One of the mains reasons I was there is that the BMW Foundation is a big supporter of The League of Intrapreneurs (LOI).   On the day before the main Forum started, The LOI had a one day get together where we planned the year ahead.  It’s such a fabulous community of supportive like-minded individuals and I’d highly commend it to all of you who identify with the notion of being an internal changemaker or intrapreneur. Full disclosure –  I’m on the LOI UK Board of Directors but I’m not on commission!

While in the Yucatan, I had the time to visit the Mayan ruins at Uxmal and a few of us swam in a cenote (underground caves and rivers that the region is famous for). I’d confess the water was a little warmer that the Scottish sea on Christmas day, but both experiences were equally refreshing.

It’s a Mad, Mad, MadWorld
In terms of writing, the holidays meant it was a quieter month, but I was pleased to have my blog “Why businesses should put mind over matter” featured on the MadWorld platform.  Hope some of you might have time to have a quick read.  I make the case that the answer to the burnout epidemic is not easy solutions like fruit on the desk or bar football tables in the canteen which no one has the time to play anyway (and if they do, their card is marked).  Instead, we need a fundamental rethink of why businesses exist, how they operate and who they serve.  It pulls together a lot of my favorite themes around the mental health of the individual versus  the “mental health” of the organization / system, breakthrough innovation and the deceleration required to enable it.

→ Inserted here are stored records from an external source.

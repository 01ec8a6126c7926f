//! Transport module
//!
//! The transport issues exactly one API request per call and returns the
//! raw response document. Continuation, lookup and merging happen above it.
//!
//! # Implementations
//!
//! - [`HttpTransport`]: reqwest GET with retry, backoff, `maxlag` and throttling
//! - [`ReplayTransport`]: serves recorded responses in order

mod http;
mod rate_limit;
mod replay;

pub use http::{HttpTransport, HttpTransportConfig, HttpTransportConfigBuilder, RetryPolicy};
pub use rate_limit::{RateLimit, Throttle};
pub use replay::ReplayTransport;

use crate::error::Result;
use crate::types::{JsonValue, QueryParams};
use async_trait::async_trait;

/// Issues one request and returns the response document
#[async_trait]
pub trait Transport: Send + Sync {
    /// Perform a single request with the given parameters
    async fn request(&self, params: &QueryParams) -> Result<JsonValue>;
}

#[cfg(test)]
mod tests;
//! Batch aggregation for generator-style requests
//!
//! Entities are merged by identity within one batch (the run of responses
//! up to and including a batch completion signal), optionally sorted, and
//! handed out before the next batch is pulled. Nothing is merged across a
//! batch boundary.

use super::log_warnings;
use super::types::{AggregateStats, DriverState};
use crate::config::QueryOptions;
use crate::continuation::ResponseSource;
use crate::error::{Error, Result};
use crate::guard::EmptyResponseGovernor;
use crate::locate::{response_pages, response_revisions, Page, Revision};
use crate::merge::merge_values;
use crate::response::Response;
use crate::types::EntityId;
use futures::stream::{self, BoxStream, StreamExt};
use std::collections::{HashMap, VecDeque};
use tracing::debug;

// ============================================================================
// Accumulators
// ============================================================================

/// Per-batch accumulator of one entity kind
pub trait BatchAccumulator: Send {
    /// The entity handed to the caller
    type Item: Send;

    /// Fold every entity of `response` in; returns how many were found
    fn absorb(&mut self, response: &Response, options: &QueryOptions) -> Result<usize>;

    /// Take the batch's entities in output order, leaving the accumulator empty
    fn flush(&mut self, options: &QueryOptions) -> Vec<Self::Item>;

    /// Whether nothing has been absorbed since the last flush
    fn is_empty(&self) -> bool;
}

/// Identity of a page within one batch
#[derive(Debug, Clone, PartialEq, Eq, Hash)]
enum PageKey {
    Id(EntityId),
    /// Missing pages share degenerate ids, so they are told apart by title
    Title(String),
}

impl PageKey {
    fn of(page: &Page) -> Option<Self> {
        match (page.page_id(), page.title()) {
            (Some(id), _) if !page.is_missing() => Some(Self::Id(id)),
            (_, Some(title)) => Some(Self::Title(title.to_string())),
            (Some(id), None) => Some(Self::Id(id)),
            (None, None) => None,
        }
    }
}

/// Pages of the current batch, merged by identity in first-occurrence order
#[derive(Debug, Default)]
pub struct PageBatch {
    pages: Vec<Page>,
    index: HashMap<PageKey, usize>,
}

impl BatchAccumulator for PageBatch {
    type Item = Page;

    fn absorb(&mut self, response: &Response, options: &QueryOptions) -> Result<usize> {
        let pages = response_pages(response);
        let found = pages.len();
        for page in pages {
            let Some(key) = PageKey::of(&page) else {
                self.pages.push(page);
                continue;
            };
            match self.index.get(&key) {
                Some(&position) => merge_values(
                    self.pages[position].attributes_mut(),
                    page.attributes(),
                    options.conflict_resolver(),
                )?,
                None => {
                    self.index.insert(key, self.pages.len());
                    self.pages.push(page);
                }
            }
        }
        Ok(found)
    }

    fn flush(&mut self, options: &QueryOptions) -> Vec<Page> {
        self.index.clear();
        let mut pages = std::mem::take(&mut self.pages);
        if let Some(compare) = options.compare_pages() {
            pages.sort_by(|a, b| compare(a, b));
        }
        pages
    }

    fn is_empty(&self) -> bool {
        self.pages.is_empty()
    }
}

/// Revisions of the current batch, each with its owning page, in encounter order
#[derive(Debug, Default)]
pub struct RevisionBatch {
    revisions: Vec<Revision>,
}

impl BatchAccumulator for RevisionBatch {
    type Item = Revision;

    fn absorb(&mut self, response: &Response, _options: &QueryOptions) -> Result<usize> {
        let revisions = response_revisions(response);
        let found = revisions.len();
        self.revisions.extend(revisions);
        Ok(found)
    }

    fn flush(&mut self, options: &QueryOptions) -> Vec<Revision> {
        let mut revisions = std::mem::take(&mut self.revisions);
        if let Some(compare) = options.compare_revisions() {
            revisions.sort_by(|a, b| compare(a, b));
        }
        revisions
    }

    fn is_empty(&self) -> bool {
        self.revisions.is_empty()
    }
}

// ============================================================================
// Batch Aggregator
// ============================================================================

/// Drives a one-to-many logical request, yielding entities batch by batch
pub struct BatchAggregator<S, A: BatchAccumulator> {
    source: S,
    accumulator: A,
    options: QueryOptions,
    governor: EmptyResponseGovernor,
    ready: VecDeque<A::Item>,
    state: DriverState,
    stats: AggregateStats,
}

/// Aggregates the pages of a generator request
pub type PageBatches<S> = BatchAggregator<S, PageBatch>;

/// Aggregates the revisions of a generator request
pub type RevisionBatches<S> = BatchAggregator<S, RevisionBatch>;

impl<S: ResponseSource, A: BatchAccumulator + Default> BatchAggregator<S, A> {
    /// Create an aggregator; its governor is private to this request
    pub fn new(source: S, options: QueryOptions) -> Self {
        Self {
            source,
            accumulator: A::default(),
            governor: options.governor(),
            options,
            ready: VecDeque::new(),
            state: DriverState::Requesting,
            stats: AggregateStats::new(),
        }
    }
}

impl<S: ResponseSource, A: BatchAccumulator> BatchAggregator<S, A> {
    /// Current state
    pub fn state(&self) -> DriverState {
        self.state
    }

    /// Statistics so far
    pub fn stats(&self) -> &AggregateStats {
        &self.stats
    }

    /// The next completed entity, pulling responses as needed
    pub async fn next_item(&mut self) -> Result<Option<A::Item>> {
        loop {
            if let Some(item) = self.ready.pop_front() {
                self.stats.add_entities(1);
                return Ok(Some(item));
            }
            if self.state.is_terminal() {
                return Ok(None);
            }
            if let Err(e) = self.pull().await {
                debug!(error = %e, responses = self.stats.responses, "Batch aggregation failed");
                self.state = DriverState::Failed;
                self.ready.clear();
                return Err(e);
            }
        }
    }

    /// Collect every remaining entity
    pub async fn collect_all(mut self) -> Result<Vec<A::Item>> {
        let mut items = Vec::new();
        while let Some(item) = self.next_item().await? {
            items.push(item);
        }
        Ok(items)
    }

    async fn pull(&mut self) -> Result<()> {
        let Some(response) = self.source.next_response().await? else {
            if !self.accumulator.is_empty() {
                return Err(Error::exhausted(
                    "continuation ended in the middle of a batch",
                ));
            }
            debug!(
                responses = self.stats.responses,
                batches = self.stats.batches,
                entities = self.stats.entities,
                "Aggregation complete"
            );
            self.state = DriverState::Complete;
            return Ok(());
        };
        log_warnings(&response);

        let found = self.accumulator.absorb(&response, &self.options)?;
        self.stats.add_response(found);
        self.governor.record(found)?;
        if found > 0 {
            self.state = DriverState::Accumulating;
        }

        if response.is_batch_complete() {
            let batch = self.accumulator.flush(&self.options);
            debug!(
                batch = self.stats.batches + 1,
                entities = batch.len(),
                "Batch complete"
            );
            self.stats.add_batch();
            self.ready.extend(batch);
        }
        Ok(())
    }
}

impl<S, A> BatchAggregator<S, A>
where
    S: ResponseSource + 'static,
    A: BatchAccumulator + 'static,
{
    /// The aggregator as a stream of entities
    pub fn into_stream(self) -> BoxStream<'static, Result<A::Item>> {
        stream::try_unfold(self, |mut aggregator| async move {
            let item = aggregator.next_item().await?;
            Ok::<_, Error>(item.map(|item| (item, aggregator)))
        })
        .boxed()
    }
}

In this vein, I was more than intrigued to read about the prosecution of three bosses of France Telecom – now Orange, following a spate of suicides in the wake of a major corporate restructuring.  Personally, I think this was very significant and could be the thin end of a very thick wedge and legal recognition that some of the aggressive corporate cost cutting we’ve seen over the past few decades has taken its toll.  It’s not acceptable for companies to pollute the environment and if they do, they pay a hefty price.  BP’s experience with the Deepwater Horizon disaster in the Gulf of Mexico is a perfect example.    But when a swathe of downsizing is announced, shareholders cheer without any consideration for the human cost – for the mental health of individuals who lose their jobs and for the wellbeing of their families.  These social costs are often externalised on society and I, for one, believe this is something that will have to change.  No, this is not a bleeding heart plea to ban companies from ever making people redundant.  Instead, I’m arguing that the human cost needs to be factored into such decisions and in how they go about doing it.

….and on the personal front
On the personal front, I’ve already spoken about the Christmas holidays and some time off on Bute. Arianna, Penny the Dog and me had New Year in Geneva and managed to get a bit of time to walk and ski in the mountains.

My nephew Gordon also had his 21st Birthday and I’m pleased to say, has just been given first Viola in the Scottish National Youth Orchestra. A rather nice Birthday present!  Oh and while his proud uncle is bragging, he has been named a mentor with the Nicola Benedetti Foundation coaching orchestras of young musicians. This news clip gives you a feel for just how impactful this can be.  

That’s more than enough for now folks. If you enjoy this monthly ramble then do feel free to suggest others sign up here.  Until next month,


* The Bullog  = Bulloch + BlogMake sense?  Not bulldog, nor is it bulls**t although I’ll let you be the judge of that! It’s a brief synopsis on recent articles, events and opinions from my world and the things that have caught my attention over the past few weeks.